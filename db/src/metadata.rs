// Copyright 2016 Mozilla
//
// Licensed under the Apache License, Version 2.0 (the "License"); you may not use
// this file except in compliance with the License. You may obtain a copy of the
// License at http://www.apache.org/licenses/LICENSE-2.0
// Unless required by applicable law or agreed to in writing, software distributed
// under the License is distributed on an "AS IS" BASIS, WITHOUT WARRANTIES OR
// CONDITIONS OF ANY KIND, either express or implied. See the License for the
// specific language governing permissions and limitations under the License.

//! Materialises the in-memory `Metadata` from the schema datoms.
//!
//! The store is self-describing: attribute definitions are datoms on the
//! `db/*` attributes and view definitions are datoms on the `db.view/*`
//! attributes. Rather than walking child tables by hand this module reads
//! the introspection views the bootstrapper creates over them, then
//! validates each definition through the same builder the registry uses on
//! the way in.

use rusqlite;

use errors::{
    DbError,
    Result,
};
use schema::{
    AttributeBuilder,
    cardinality_from_keyword,
    value_type_from_keyword,
};
use types::{
    AttributeMap,
    KnownAttribute,
    Metadata,
    ViewDefinition,
    ViewMap,
};

use palimpsest_core::Unique;

pub fn read_metadata(conn: &rusqlite::Connection) -> Result<Metadata> {
    Ok(Metadata {
        attributes: read_attribute_map(conn)?,
        views: read_view_map(conn)?,
    })
}

/// Read every attribute definition visible in the current state.
pub fn read_attribute_map(conn: &rusqlite::Connection) -> Result<AttributeMap> {
    let mut stmt = conn.prepare(
        "SELECT id, ident, value_type, cardinality, \"unique\", doc FROM attributes ORDER BY ident")?;

    let mut map = AttributeMap::new();
    let rows = stmt.query_and_then([], |row| -> Result<KnownAttribute> {
        let ident: String = row.get(1)?;
        let value_type: String = row.get(2)?;
        let cardinality: String = row.get(3)?;
        let unique: Option<String> = row.get(4)?;

        let mut builder = AttributeBuilder::default();
        builder.value_type(value_type_from_keyword(&value_type)?);
        builder.multival(cardinality_from_keyword(&cardinality)?);
        if let Some(ref u) = unique {
            match Unique::from_keyword(u) {
                Some(u) => { builder.unique(u); },
                None => return Err(DbError::BadSchemaAssertion(
                    format!("attribute {} has unrecognised db/unique {}", ident, u))),
            }
        }

        Ok(KnownAttribute::new(row.get(0)?, ident, builder.build()?, row.get(5)?))
    })?;

    for attribute in rows {
        let attribute = attribute?;
        map.insert(attribute.ident.clone(), attribute);
    }
    Ok(map)
}

/// Read every view definition visible in the current state.
pub fn read_view_map(conn: &rusqlite::Connection) -> Result<ViewMap> {
    let mut map = ViewMap::new();

    let mut stmt = conn.prepare("SELECT id, name, doc FROM views ORDER BY name")?;
    let rows = stmt.query_and_then([], |row| -> Result<(i64, String, Option<String>)> {
        Ok((row.get(0)?, row.get(1)?, row.get(2)?))
    })?;

    let mut heads = vec![];
    for head in rows {
        heads.push(head?);
    }

    for (entity, name, doc) in heads {
        let required = view_attribute_idents(conn, entity, true)?;
        let optional = view_attribute_idents(conn, entity, false)?;
        map.insert(name.clone(), ViewDefinition {
            entity: entity,
            name: name,
            required: required,
            optional: optional,
            doc: doc,
        });
    }
    Ok(map)
}

fn view_attribute_idents(conn: &rusqlite::Connection, view: i64, required: bool) -> Result<Vec<String>> {
    let mut stmt = conn.prepare(
        "SELECT attribute FROM view_attributes \
         WHERE view_id = ? AND required = ? ORDER BY attribute")?;
    let rows = stmt.query_and_then(rusqlite::params![view, required], |row| -> Result<String> {
        Ok(row.get(0)?)
    })?;
    let mut idents = vec![];
    for ident in rows {
        idents.push(ident?);
    }
    Ok(idents)
}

REQUIREMENT: Locate the word "String" in the records above, and return each line that has it.

YOUR RESPONSE:
        let ident: String = row.get(1)?;
        let value_type: String = row.get(2)?;
        let cardinality: String = row.get(3)?;
        let unique: Option<String> = row.get(4)?;
    let rows = stmt.query_and_then([], |row| -> Result<(i64, String, Option<String>)> {
fn view_attribute_idents(conn: &rusqlite::Connection, view: i64, required: bool) -> Result<Vec<String>> {
    let rows = stmt.query_and_then(rusqlite::params![view, required], |row| -> Result<String> {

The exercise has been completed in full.